Gaius saw the Penal legion as a way out of the hell that was prison, hating being confined in a cell for any amount of time, and even though he puts his life on the line by doing so, it is much better than dying in prison as a shell of a man. 

Reason for induction: The murder of his father that he did not commit.
Reaction to induction: Gaius hates that he is fighting in some of the worst environments, and with some of the worst equipment and men possible. 

However he believes that there was no choice, and would rather die in an open world, than being shanked or dying inside a cell. He cares not for the Emperors forgiveness as he knows he did nothing wrong, and if the Emperor was a god like others claimed then he would have punished his brother and not him.

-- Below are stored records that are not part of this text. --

//! Parse tree.
//!
//! This is what the parser produces and what the PT passes (resolve
//! through dequantify) rewrite. Column variables are distinguished by
//! identity: two variables spelled the same are different unless they
//! came from the same creation site.

mod fold;

pub mod dump;

pub use fold::*;

use std::fmt::{self, Debug, Formatter};
use std::hash::{Hash, Hasher};
use std::rc::Rc;

use enum_as_inner::EnumAsInner;

use crate::ast::ops::Func;
use crate::error::Span;
use crate::value::Value;

/// Reference to a database root, named in the query text.
#[derive(Clone)]
pub struct GlobalVar(Rc<GlobalVarInner>);

impl Eq for GlobalVar {}

struct GlobalVarInner {
    name: String,
    span: Option<Span>,
}

impl GlobalVar {
    pub fn new<S: Into<String>>(name: S, span: Option<Span>) -> Self {
        GlobalVar(Rc::new(GlobalVarInner {
            name: name.into(),
            span,
        }))
    }

    pub fn name(&self) -> &str {
        &self.0.name
    }

    pub fn span(&self) -> Option<Span> {
        self.0.span
    }
}

impl PartialEq for GlobalVar {
    fn eq(&self, other: &Self) -> bool {
        Rc::ptr_eq(&self.0, &other.0)
    }
}

impl Debug for GlobalVar {
    fn fmt(&self, f: &mut Formatter<'_>) -> fmt::Result {
        write!(f, "GlobalVar({})", self.0.name)
    }
}

/// Column variable. Identity is the numeric id, assigned at creation and
/// never reused within a compilation.
#[derive(Clone)]
pub struct ColumnVar(Rc<ColumnVarInner>);

impl Eq for ColumnVar {}

struct ColumnVarInner {
    name: String,
    id: usize,
    span: Option<Span>,
}

impl ColumnVar {
    pub fn new<S: Into<String>>(name: S, id: usize, span: Option<Span>) -> Self {
        ColumnVar(Rc::new(ColumnVarInner {
            name: name.into(),
            id,
            span,
        }))
    }

    pub fn name(&self) -> &str {
        &self.0.name
    }

    pub fn id(&self) -> usize {
        self.0.id
    }

    pub fn span(&self) -> Option<Span> {
        self.0.span
    }
}

impl PartialEq for ColumnVar {
    fn eq(&self, other: &Self) -> bool {
        self.0.id == other.0.id
    }
}

impl Hash for ColumnVar {
    fn hash<H: Hasher>(&self, state: &mut H) {
        self.0.id.hash(state);
    }
}

impl Debug for ColumnVar {
    fn fmt(&self, f: &mut Formatter<'_>) -> fmt::Result {
        write!(f, "ColumnVar({}#{})", self.0.name, self.0.id)
    }
}

/// An edge label: either literal text or an expression computed at
/// evaluation time.
#[derive(Debug, Clone, PartialEq)]
pub enum EdgeName {
    Static(String),
    Computed(Box<PtExpr>),
}

/// A path, i.e. the part of a query that navigates the graph.
///
/// Every node can carry bindings: the object where the node starts
/// (`bind_obj_before`), the object it reaches (`bind_obj_after`), and the
/// sequence of path elements it traversed (`bind_path`).
#[derive(Debug, Clone, PartialEq)]
pub struct PtPath {
    pub kind: PtPathKind,

    pub bind_obj_before: Option<ColumnVar>,
    pub bind_obj_after: Option<ColumnVar>,
    pub bind_path: Option<ColumnVar>,

    /// Exempt from prefix unification.
    pub dont_merge: bool,
    /// Was parenthesized in the source.
    pub parens: bool,
}

#[derive(Debug, Clone, PartialEq, EnumAsInner)]
pub enum PtPathKind {
    Sequence(Vec<PtPath>),
    Alternates {
        items: Vec<PtPath>,
        /// Names the object reached by whichever alternative matched.
        tail_var: Option<ColumnVar>,
    },
    Optional {
        sub: Box<PtPath>,
        /// Bound to nil when `sub` is skipped.
        nil_columns: Vec<ColumnVar>,
    },
    Repeated {
        sub: Box<PtPath>,
        /// Path column read out of one iteration of `sub`.
        path_from_inside: Option<ColumnVar>,
        /// Path column emitted for the whole repetition.
        path_on_outside: Option<ColumnVar>,
    },
    NilBind {
        before: Vec<ColumnVar>,
        sub: Box<PtPath>,
        after: Vec<ColumnVar>,
    },
    Edge {
        name: EdgeName,
        reversed: bool,
    },
}

impl PtPath {
    pub fn new(kind: PtPathKind) -> Self {
        PtPath {
            kind,
            bind_obj_before: None,
            bind_obj_after: None,
            bind_path: None,
            dont_merge: false,
            parens: false,
        }
    }

    pub fn empty_sequence() -> Self {
        PtPath::new(PtPathKind::Sequence(Vec::new()))
    }

    pub fn static_edge<S: Into<String>>(name: S, reversed: bool) -> Self {
        PtPath::new(PtPathKind::Edge {
            name: EdgeName::Static(name.into()),
            reversed,
        })
    }

    pub fn computed_edge(name: PtExpr, reversed: bool) -> Self {
        PtPath::new(PtPathKind::Edge {
            name: EdgeName::Computed(Box::new(name)),
            reversed,
        })
    }

    pub fn optional(sub: PtPath) -> Self {
        PtPath::new(PtPathKind::Optional {
            sub: Box::new(sub),
            nil_columns: Vec::new(),
        })
    }

    pub fn repeated(sub: PtPath) -> Self {
        PtPath::new(PtPathKind::Repeated {
            sub: Box::new(sub),
            path_from_inside: None,
            path_on_outside: None,
        })
    }

    /// The variable naming the object this path reaches, if one is bound.
    pub fn tail_var(&self) -> Option<ColumnVar> {
        if let Some(v) = &self.bind_obj_after {
            return Some(v.clone());
        }
        match &self.kind {
            PtPathKind::Sequence(items) => items.last().and_then(|p| p.tail_var()),
            PtPathKind::Alternates { tail_var, .. } => tail_var.clone(),
            PtPathKind::Optional { sub, .. } => sub.tail_var(),
            PtPathKind::Repeated { sub, .. } => sub.tail_var(),
            PtPathKind::NilBind { sub, .. } => sub.tail_var(),
            PtPathKind::Edge { .. } => None,
        }
    }

    /// Structural equality for unification: identical shape, and neither
    /// side marked dont_merge. Bindings are not compared.
    pub fn merge_eq(&self, other: &PtPath) -> bool {
        if self.dont_merge && other.dont_merge {
            return false;
        }
        match (&self.kind, &other.kind) {
            (
                PtPathKind::Edge { name: n1, reversed: r1 },
                PtPathKind::Edge { name: n2, reversed: r2 },
            ) => {
                r1 == r2
                    && match (n1, n2) {
                        (EdgeName::Static(a), EdgeName::Static(b)) => a == b,
                        // computed names compare equal only when both are
                        // plain reads of the same variable; anything else
                        // may have effects and must not merge
                        (EdgeName::Computed(a), EdgeName::Computed(b)) => matches!(
                            (&a.kind, &b.kind),
                            (
                                PtExprKind::ReadColumnVar(va),
                                PtExprKind::ReadColumnVar(vb)
                            ) if va == vb
                        ) || matches!(
                            (&a.kind, &b.kind),
                            (
                                PtExprKind::ReadGlobalVar(ga),
                                PtExprKind::ReadGlobalVar(gb)
                            ) if ga == gb
                        ),
                        _ => false,
                    }
            }
            (PtPathKind::Sequence(a), PtPathKind::Sequence(b)) => {
                a.len() == b.len() && a.iter().zip(b.iter()).all(|(x, y)| x.merge_eq(y))
            }
            (
                PtPathKind::Alternates { items: a, .. },
                PtPathKind::Alternates { items: b, .. },
            ) => a.len() == b.len() && a.iter().zip(b.iter()).all(|(x, y)| x.merge_eq(y)),
            (PtPathKind::Optional { sub: a, .. }, PtPathKind::Optional { sub: b, .. }) => {
                a.merge_eq(b)
            }
            (PtPathKind::Repeated { sub: a, .. }, PtPathKind::Repeated { sub: b, .. }) => {
                a.merge_eq(b)
            }
            (
                PtPathKind::NilBind { sub: a, .. },
                PtPathKind::NilBind { sub: b, .. },
            ) => a.merge_eq(b),
            _ => false,
        }
    }
}

#[derive(Debug, Clone, PartialEq)]
pub struct PtExpr {
    pub kind: PtExprKind,
    pub span: Option<Span>,
}

#[derive(Debug, Clone, PartialEq, EnumAsInner, strum::AsRefStr)]
pub enum PtExprKind {
    Select {
        sub: Box<PtExpr>,
        result: Box<PtExpr>,
        distinct: bool,
    },
    From(Vec<PtExpr>),
    Where {
        sub: Box<PtExpr>,
        pred: Box<PtExpr>,
    },
    Group {
        sub: Box<PtExpr>,
        vars: Vec<ColumnVar>,
        newvar: Option<ColumnVar>,
    },
    Ungroup {
        sub: Box<PtExpr>,
        var: ColumnVar,
    },
    Rename {
        sub: Box<PtExpr>,
        name: EdgeName,
    },
    Path {
        root: Box<PtExpr>,
        body: PtPath,
        /// Additional bindings computed from the path (aliases, composed
        /// path values); accrue here during parsing and normalize.
        more_bindings: Vec<PtExpr>,
    },
    Tuple(Vec<PtExpr>),
    Forall {
        var: ColumnVar,
        set: Box<PtExpr>,
        pred: Box<PtExpr>,
    },
    Exists {
        var: ColumnVar,
        set: Box<PtExpr>,
        pred: Box<PtExpr>,
    },
    Map {
        var: ColumnVar,
        set: Box<PtExpr>,
        result: Box<PtExpr>,
    },
    Assign {
        var: ColumnVar,
        value: Box<PtExpr>,
        body: Option<Box<PtExpr>>,
    },
    Bop {
        l: Box<PtExpr>,
        op: Func,
        r: Box<PtExpr>,
    },
    Uop {
        op: Func,
        sub: Box<PtExpr>,
    },
    Func {
        op: Func,
        args: Vec<PtExpr>,
    },
    /// Unresolved name; none remain after resolve.
    ReadAnyVar(String),
    ReadColumnVar(ColumnVar),
    ReadGlobalVar(GlobalVar),
    Value(Value),
}

impl PtExpr {
    pub fn new(kind: PtExprKind) -> Self {
        PtExpr { kind, span: None }
    }

    pub fn with_span(mut self, span: Option<Span>) -> Self {
        self.span = span;
        self
    }

    pub fn read_column(var: ColumnVar) -> Self {
        PtExpr::new(PtExprKind::ReadColumnVar(var))
    }

    pub fn value(value: Value) -> Self {
        PtExpr::new(PtExprKind::Value(value))
    }

    pub fn bop(l: PtExpr, op: Func, r: PtExpr) -> Self {
        PtExpr::new(PtExprKind::Bop {
            l: Box::new(l),
            op,
            r: Box::new(r),
        })
    }

    pub fn uop(op: Func, sub: PtExpr) -> Self {
        PtExpr::new(PtExprKind::Uop {
            op,
            sub: Box::new(sub),
        })
    }

    pub fn func(op: Func, args: Vec<PtExpr>) -> Self {
        PtExpr::new(PtExprKind::Func { op, args })
    }

    pub fn assign(var: ColumnVar, value: PtExpr, body: Option<PtExpr>) -> Self {
        PtExpr::new(PtExprKind::Assign {
            var,
            value: Box::new(value),
            body: body.map(Box::new),
        })
    }
}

Relic: The last remaining relic he has is a coin that his father gave him when he turned 18. While worth nothing it is engraved by his father and is the last remaining thing he has left of his past life, something which he holds onto dearly.

Specialist skill: Whilst he leaves everything down to chance Gaius can blend in with a crowd easily, having had to do it in his previous life so that none of the workers that he hung out with knew he was actually an heir to a vast oil based Empire. He has learnt how to move silently, and has a way with the ladies, though there are few in the Penal legion.

Relationship with other characters: Gaius is generally a friendly guy, though he keeps much of his past hidden. His ultimate goal is to escape one day and either get revenge on his brother or settle down somewhere where he can once again immerse himself into society.


----------



## JAMOB (Dec 30, 2010)

Sorry I havent updated yet, I wont be able to this weekend either - I have extremely limited internet and am "stranded" in virginia...


----------



## Angel Encarmine (Jul 5, 2011)

Another person intent on escaping! This should be awesome haha


----------



## HOGGLORD (Jan 25, 2012)

Sorry I couldn't get a character up. If there's a drop out, I may try to take a slot.


----------



## Midge913 (Oct 21, 2010)

well mate, I believe in the above post he included you in the sheets he was waiting on, so if you have one done I would still throw it in the mix


----------



## HOGGLORD (Jan 25, 2012)

really? Ok, I'll put it up then


----------



## Midge913 (Oct 21, 2010)

well in a few posts above, deathbringer listed you as part of the twelve character sheets that he expected to have, prompting him to close recruitment. Of course he will have the final say, but I would say throw it in and see what happens.


----------



## maelstrom48 (Sep 5, 2012)

Hey! I have an itch and the only cure is gory sci fi sequences. Let's get this thing started! Let's accept some characters and get this RP started already!


----------



## High_Seraph (Aug 28, 2009)

Calm down there mate. Db has a life outside Heresy rp. It will be accepted when it is and rushing him wont make things any better.


----------



## Midge913 (Oct 21, 2010)

indeed, good things come to those that wait


----------



## HOGGLORD (Jan 25, 2012)

Name: Peitor 'Doc' Simmons

Age: 48

Sex: Male

Appearance: Doc has a rough, stubbled face a wide jaw and coarse, scarred features. His face is a mess of grime and scars, though none are altogether too impressive, merely little nicks and scratches. His eyes are a bleak grey. He is stocky, Standing at 5ft 8 with short, dark-grey hair and constantly messy, blood-stained flak jacket and simple, fairly worn combat fatigues. 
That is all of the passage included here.